As shown in FIG. 2, extension-band coding section 3 mainly includes normalization
section 30, extension-band analyzing section 31, threshold calculation section 32,
representative transform coefficient extraction section 33, matching section 34, and
extension-band generation/coding section 35.
[0029] Normalization section 30 normalizes the core encoded low-band transform coefficients
and outputs the obtained normalized low-band transform coefficients to matching section
34 and extension-band generation/coding section 35. In general, normalization section
30 calculates the envelope of the core encoded low-band transform coefficients and
obtains the normalized low-band transform coefficients by dividing the core encoded
low-band transform coefficients by the envelope. It should be noted that the normalized
low-band transform coefficients can also be obtained, for example, by dividing the
core encoded low-band transform coefficients into subbands, calculating subband energy,
and dividing each of the transform coefficients in each subband by the subband energy.
[0030] In general, the distribution of energy is very uneven in the low-band portion of
the transform coefficients while the distribution of energy is relatively uniform
in the high-band portion of the transform coefficients. Thus, encoding can be performed
more efficiently by calculating values of correlation with the extension-band transform
coefficients after the normalization processing for smoothening out the unevenness
in the distribution of energy of the core encoded low-band transform coefficients.
[0031] Extension-band analyzing section 31 analyzes the extension-band transform coefficients
and outputs the resulting statistics to threshold calculation section 32 as extension-band
statistical parameters. Assuming that the extension-band transform coefficients follow
the normal distribution, extension-band analyzing section 31 calculates the mean value
(hereinafter referred to as an "absolute-value mean") and the standard deviation value
of absolute-value amplitudes, which are absolute values of the amplitudes, as the
statistical parameters.

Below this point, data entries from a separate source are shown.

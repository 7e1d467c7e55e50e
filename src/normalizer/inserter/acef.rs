//! ACEF sheets.
//!
//! Infraspecific taxa only carry their own epithet; genus and species come
//! from the parent species row, so species are read once up front.

use std::path::{Path, PathBuf};

use hashbrown::HashMap;

use super::*;
use crate::normalizer::metadata::read_metadata;
use crate::term::{normalize_term_name, AcefRowType, AcefTerm, Vocabulary};

const CLASSIFICATION: [(Rank, AcefTerm); 7] = [
    (Rank::Kingdom, AcefTerm::Kingdom),
    (Rank::Phylum, AcefTerm::Phylum),
    (Rank::Class, AcefTerm::Class),
    (Rank::Order, AcefTerm::Order),
    (Rank::Superfamily, AcefTerm::Superfamily),
    (Rank::Family, AcefTerm::Family),
    (Rank::Genus, AcefTerm::Genus),
];

/// Genus and epithet of an accepted species, by species id.
type Binomials = HashMap<String, (Option<String>, Option<String>)>;

#[derive(Debug)]
pub struct AcefInserter {
    dir: PathBuf,
    reader: TermReader,
    interpreters: Interpreters,
}

impl AcefInserter {
    pub fn open(dir: &Path, interpreters: Interpreters, sample_lines: usize) -> Result<Self> {
        Ok(Self {
            dir: dir.to_path_buf(),
            reader: TermReader::open_with(dir, Vocabulary::Acef, sample_lines)?,
            interpreters,
        })
    }

    fn binomials(&self) -> Result<Binomials> {
        let mut map = Binomials::new();
        for v in self.reader.stream(&RowType::Acef(AcefRowType::AcceptedSpecies))? {
            if let Some(id) = owned(&v, AcefTerm::AcceptedTaxonID) {
                map.insert(id, (owned(&v, AcefTerm::Genus), owned(&v, AcefTerm::SpeciesEpithet)));
            }
        }
        Ok(map)
    }

    fn interpret_reference(&self, v: VerbatimRecord) -> Interpreted {
        let reference = self.interpreters.references.from_acef(
            v.get(AcefTerm::ReferenceID),
            v.get_first(&[AcefTerm::Authors.into(), AcefTerm::Author.into()]),
            v.get(AcefTerm::Year),
            v.get(AcefTerm::Title),
            v.get(AcefTerm::Details),
        );
        Interpreted::Reference { verbatim: Some(v), reference }
    }

    fn interpret_usage(&self, mut v: VerbatimRecord, binomials: &Binomials) -> Interpreted {
        let row_type = v.row_type.clone();
        let is_synonym = row_type == Some(RowType::Acef(AcefRowType::Synonyms));
        let is_infraspecific = row_type == Some(RowType::Acef(AcefRowType::AcceptedInfraSpecificTaxa));

        let id_term = if is_synonym { AcefTerm::ID } else { AcefTerm::AcceptedTaxonID };
        let id = owned(&v, id_term);
        if id.is_none() {
            v.add_issue(Issue::IdMissing);
        }

        let parent_species = is_infraspecific.then(|| owned(&v, AcefTerm::ParentSpeciesID)).flatten();
        let (genus, species) = match parent_species.as_ref().and_then(|p| binomials.get(p)) {
            Some((g, s)) => (g.clone(), s.clone()),
            None => (owned(&v, AcefTerm::Genus), owned(&v, AcefTerm::SpeciesEpithet)),
        };
        let infra = v.get_first(&[AcefTerm::InfraSpeciesEpithet.into(), AcefTerm::InfraSpecies.into()]);
        let marker = v.get_first(&[AcefTerm::InfraSpeciesMarker.into(), AcefTerm::InfraSpecificMarker.into()]);
        let authorship = if infra.is_some() {
            v.get_first(&[AcefTerm::InfraSpeciesAuthorString.into(), AcefTerm::InfraSpecificAuthorString.into()])
        } else {
            v.get(AcefTerm::AuthorString)
        };
        let rank = match (infra, marker) {
            (Some(_), Some(m)) => Some(m),
            (Some(_), None) => None,
            (None, _) => Some("species"),
        };
        let out = interpret_name(
            self.interpreters.names.as_ref(),
            &NameFields {
                authorship,
                rank,
                genus: genus.as_deref(),
                infrageneric_epithet: v.get(AcefTerm::SubGenusName),
                specific_epithet: species.as_deref(),
                infraspecific_epithet: infra,
                ..Default::default()
            },
        );
        let Some(mut name) = out.drain_into(&mut v.issues) else {
            return Interpreted::Verbatim(v);
        };
        name.nom_status = owned(&v, AcefTerm::GSDNameStatus);

        let default = if is_synonym { TaxonomicStatus::Synonym } else { TaxonomicStatus::Accepted };
        let mut status = status(&mut v, AcefTerm::Sp2000NameStatus, default);
        if status.is_synonym() != is_synonym {
            v.add_issue(Issue::TaxonomicStatusInvalid);
            status = default;
        }

        let refs = if is_synonym {
            DeferredRefs { accepted_ids: owned(&v, AcefTerm::AcceptedTaxonID).into_iter().collect(), ..Default::default() }
        } else {
            DeferredRefs { parent_id: parent_species, ..Default::default() }
        };
        let mut usage = Usage::new(id, name, status);
        usage.extinct = flag(&v, AcefTerm::IsExtinct);
        usage.remarks = owned(&v, AcefTerm::AdditionalData);

        let mut neo = NeoUsage::new(usage).with_refs(refs);
        if !is_synonym && !is_infraspecific {
            let columns = CLASSIFICATION.map(|(r, t)| (r, Term::from(t)));
            neo = neo.with_classification(classification(&v, &columns));
        }
        Interpreted::Usage { verbatim: v, usage: neo }
    }

    fn interpret_link(&self, mut v: VerbatimRecord) -> Interpreted {
        let role = match v.get(AcefTerm::ReferenceType).map(normalize_term_name).as_deref() {
            Some("nomref") => ReferenceRole::Nomenclatural,
            Some("taxaccref") => ReferenceRole::Taxonomic,
            _ => ReferenceRole::Other,
        };
        match (owned(&v, AcefTerm::ID), owned(&v, AcefTerm::ReferenceID)) {
            (Some(usage_id), Some(reference_id)) => {
                let link = ReferenceLink { usage_id, reference_id, role };
                Interpreted::ReferenceLink { verbatim: Some(v), link }
            }
            _ => {
                v.add_issue(Issue::ReferenceIdInvalid);
                Interpreted::Verbatim(v)
            }
        }
    }
}

impl Inserter for AcefInserter {
    fn format(&self) -> Option<DataFormat> {
        Some(DataFormat::Acef)
    }

    fn phases(&self) -> Result<Vec<Phase<'_>>> {
        let references = RowType::Acef(AcefRowType::Reference);
        let usages = [
            RowType::Acef(AcefRowType::AcceptedSpecies),
            RowType::Acef(AcefRowType::AcceptedInfraSpecificTaxa),
            RowType::Acef(AcefRowType::Synonyms),
        ];
        let links = RowType::Acef(AcefRowType::NameReferencesLinks);
        let mut known = vec![references.clone(), links.clone(), RowType::Acef(AcefRowType::SourceDatabase)];
        known.extend(usages.iter().cloned());
        let others = other_row_types(&self.reader, &known);

        let binomials = self.binomials()?;
        let references: Phase<'_> = Box::new(rows(&self.reader, &[references])?.map(move |v| self.interpret_reference(v)));
        let usages: Phase<'_> = Box::new(rows(&self.reader, &usages)?.map(move |v| self.interpret_usage(v, &binomials)));
        let rest: Phase<'_> = Box::new(
            rows(&self.reader, &[links])?
                .map(move |v| self.interpret_link(v))
                .chain(rows(&self.reader, &others)?.map(Interpreted::Verbatim)),
        );
        Ok(vec![references, usages, rest])
    }

    fn metadata(&self) -> Result<Option<DatasetMetadata>> {
        read_metadata(&self.dir, DataFormat::Acef, &self.reader)
    }

    fn skipped_rows(&self) -> u64 {
        self.reader.skipped_rows()
    }

    fn check_failure(&self) -> Result<()> {
        self.reader.check_failure()
    }
}

#[cfg(test)]
mod tests {
    use super::*;
    use pretty_assertions::assert_eq;

    fn acef(files: &[(&str, &str)]) -> (tempfile::TempDir, AcefInserter) {
        let tmp = tempfile::tempdir().unwrap();
        for (name, body) in files {
            std::fs::write(tmp.path().join(name), body).unwrap();
        }
        let ins = AcefInserter::open(tmp.path(), Interpreters::default(), 50).unwrap();
        (tmp, ins)
    }

    #[test]
    fn test_species_infraspecies_and_synonyms() {
        let (_tmp, ins) = acef(&[
            (
                "AcceptedSpecies.txt",
                "AcceptedTaxonID,Kingdom,Family,Genus,SpeciesEpithet,AuthorString,Sp2000NameStatus,IsExtinct\n\
                 s1,Plantae,Fabaceae,Acacia,karroo,Hayne,Accepted name,false\n",
            ),
            (
                "AcceptedInfraSpecificTaxa.txt",
                "AcceptedTaxonID,ParentSpeciesID,InfraSpeciesEpithet,InfraSpeciesAuthorString,InfraSpeciesMarker\n\
                 i1,s1,transvaalensis,Burtt Davy,var.\n",
            ),
            (
                "Synonyms.txt",
                "ID,AcceptedTaxonID,Genus,SpeciesEpithet,AuthorString,Sp2000NameStatus\n\
                 y1,s1,Mimosa,eburnea,L.f.,Accepted name\n",
            ),
        ]);
        let mut phases = ins.phases().unwrap();
        let items: Vec<Interpreted> = phases.remove(1).collect();
        assert_eq!(items.len(), 3);

        let usage = |i: usize| match &items[i] {
            Interpreted::Usage { verbatim, usage } => (verbatim.clone(), usage.clone()),
            other => panic!("unexpected {other:?}"),
        };
        let (_, species) = usage(0);
        assert_eq!(species.name().scientific_name, "Acacia karroo");
        assert_eq!(species.classification.family.as_deref(), Some("Fabaceae"));
        assert_eq!(species.classification.genus.as_deref(), Some("Acacia"));
        assert_eq!(species.usage.extinct, Some(false));

        let (_, infra) = usage(1);
        assert_eq!(infra.name().scientific_name, "Acacia karroo var. transvaalensis");
        assert_eq!(infra.name().rank, Rank::Variety);
        assert_eq!(infra.refs.parent_id.as_deref(), Some("s1"));

        let (v, syn) = usage(2);
        assert!(syn.is_synonym());
        assert_eq!(syn.refs.accepted_ids, vec!["s1".to_string()]);
        assert!(v.has_issue(Issue::TaxonomicStatusInvalid));
    }

    #[test]
    fn test_references_and_links() {
        let (_tmp, ins) = acef(&[
            (
                "References.txt",
                "ReferenceID\tAuthors\tYear\tTitle\tDetails\n\
                 r1\tRoss, J.H.\t1979\tA conspectus of African Acacia\tMem. Bot. Surv. S. Afr. 44: 1-150\n",
            ),
            ("NameReferencesLinks.txt", "ID\tReferenceType\tReferenceID\ns1\tNomRef\tr1\ns2\tTaxAccRef\t\n"),
            ("CommonNames.txt", "AcceptedTaxonID\tCommonName\ns1\tSweet thorn\n"),
        ]);
        let phases = ins.phases().unwrap();
        let items: Vec<Interpreted> = phases.into_iter().flatten().collect();
        assert_eq!(items.len(), 4);

        match &items[0] {
            Interpreted::Reference { reference, .. } => {
                assert_eq!(reference.id.as_deref(), Some("r1"));
                assert_eq!(reference.year, Some(1979));
                assert_eq!(
                    reference.citation.as_deref(),
                    Some("Ross, J.H. 1979. A conspectus of African Acacia. Mem. Bot. Surv. S. Afr. 44: 1-150")
                );
            }
            other => panic!("unexpected {other:?}"),
        }
        assert!(matches!(
            &items[1],
            Interpreted::ReferenceLink { link, .. } if link.role == ReferenceRole::Nomenclatural && link.usage_id == "s1"
        ));
        assert!(matches!(&items[2], Interpreted::Verbatim(v) if v.has_issue(Issue::ReferenceIdInvalid)));
        assert!(matches!(&items[3], Interpreted::Verbatim(v) if v.row_type == Some(RowType::Acef(AcefRowType::CommonNames))));
    }
}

The operation of extension-band analyzing section 31 will
be described in detail later.
[0032] Threshold calculation section 32 calculates a transform coefficient extraction threshold
based on the extension-band statistical parameters and outputs the calculated transform
coefficient extraction threshold to representative transform coefficient extraction
section 33. In addition, threshold calculation section 32 updates the transform coefficient
extraction threshold in accordance with the shortage number of transform coefficients,
and outputs the updated transform coefficient extraction threshold to representative
transform coefficient extraction section 33. The operation of threshold calculation
section 32 will be described in detail later.

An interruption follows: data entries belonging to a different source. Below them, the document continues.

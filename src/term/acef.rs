//! Annual Checklist Exchange Format columns and sheets.

vocabulary! {
    /// ACEF column names. Sheets share column names where they overlap.
    pub enum AcefTerm {
        AcceptedTaxonID => "AcceptedTaxonID",
        ParentSpeciesID => "ParentSpeciesID",
        ID => "ID",
        Kingdom => "Kingdom",
        Phylum => "Phylum",
        Class => "Class",
        Order => "Order",
        Superfamily => "Superfamily",
        Family => "Family",
        Genus => "Genus",
        SubGenusName => "SubGenusName",
        SpeciesEpithet => "SpeciesEpithet",
        AuthorString => "AuthorString",
        InfraSpeciesEpithet => "InfraSpeciesEpithet",
        InfraSpeciesMarker => "InfraSpeciesMarker",
        InfraSpeciesAuthorString => "InfraSpeciesAuthorString",
        InfraSpecies => "InfraSpecies",
        InfraSpecificMarker => "InfraSpecificMarker",
        InfraSpecificAuthorString => "InfraSpecificAuthorString",
        GSDNameStatus => "GSDNameStatus",
        Sp2000NameStatus => "Sp2000NameStatus",
        IsExtinct => "IsExtinct",
        HasPreHolocene => "HasPreHolocene",
        HasModern => "HasModern",
        LifeZone => "LifeZone",
        AdditionalData => "AdditionalData",
        LTSSpecialist => "LTSSpecialist",
        LTSDate => "LTSDate",
        SpeciesURL => "SpeciesURL",
        GSDTaxonGUI => "GSDTaxonGUI",
        GSDNameGUI => "GSDNameGUI",
        ReferenceType => "ReferenceType",
        ReferenceID => "ReferenceID",
        Author => "Author",
        Authors => "Authors",
        Year => "Year",
        Title => "Title",
        Details => "Details",
        DatabaseFullName => "DatabaseFullName",
        DatabaseShortName => "DatabaseShortName",
        DatabaseVersion => "DatabaseVersion",
        ReleaseDate => "ReleaseDate",
        AuthorsEditors => "AuthorsEditors",
        TaxonomicCoverage => "TaxonomicCoverage",
        Abstract => "Abstract",
        Organisation => "Organisation",
        HomeURL => "HomeURL",
        ContactPerson => "ContactPerson",
        CommonName => "CommonName",
        Language => "Language",
        Country => "Country",
        DistributionElement => "DistributionElement",
    }
}

vocabulary! {
    /// One ACEF sheet per entity.
    pub enum AcefRowType {
        AcceptedSpecies => "AcceptedSpecies",
        AcceptedInfraSpecificTaxa => "AcceptedInfraSpecificTaxa",
        Synonyms => "Synonyms",
        CommonNames => "CommonNames",
        Distribution => "Distribution",
        NameReferencesLinks => "NameReferencesLinks",
        Reference => "Reference",
        SourceDatabase => "SourceDatabase",
    }
}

[0033] For each extension-band subband, representative transform coefficient extraction
section 33 extracts extension-band transform coefficients having an amplitude larger
than the transform coefficient extraction threshold and outputs the extracted extension-band
transform coefficients to matching section 34 as representative transform coefficients.
Representative transform coefficient extraction section 33 also outputs the shortage
number of transform coefficients to threshold calculation section 32 when the number
of representative transform coefficients is less than the predetermined number N.
The operation of representative transform coefficient extraction section 33 will be
described in detail later.
[0034] Matching section 34 calculates a value of correlation between the representative
transform coefficients and the normalized low-band transform coefficients for each
extension-band subband, selects a subband having the largest value of correlation,
and outputs information indicating the selected subband to extension-band generation/coding
section 35 as lag information.
[0035] Extension-band generation/coding section 35 uses the extension-band transform coefficients,
the lag information, and the normalized low-band transform coefficients to generate
extension-band encoded data and outputs the generated extension-band encoded data.
In particular, extension-band generation/coding section 35 copies the normalized low-band
transform coefficients in the subband indicated by the lag information to the extension
band and utilizes the copied normalized low-band transform coefficients as a frequency
fine structure of the extension band. Extension-band generation/coding section 35
encodes the lag information used for this copying operation and includes the encoded
lag information in the extension-band encoded data. Furthermore, extension-band generation/coding
section 35 calculates a gain, which is an amplitude ratio (the square root of an energy
ratio) between the extension-band transform coefficients obtained by copying the normalized
low-band transform coefficients and the extension-band transform coefficients that
are transform coefficients in the extension band among the input signal transform
coefficients, encodes the gain, and includes the encoded gain in the extension-band
encoded data. Extension-band generation/coding section 35 multiplies the extension-band
transform coefficients obtained by copying the normalized low-band transform coefficients
by the calculated gain to obtain the extension-band transform coefficients.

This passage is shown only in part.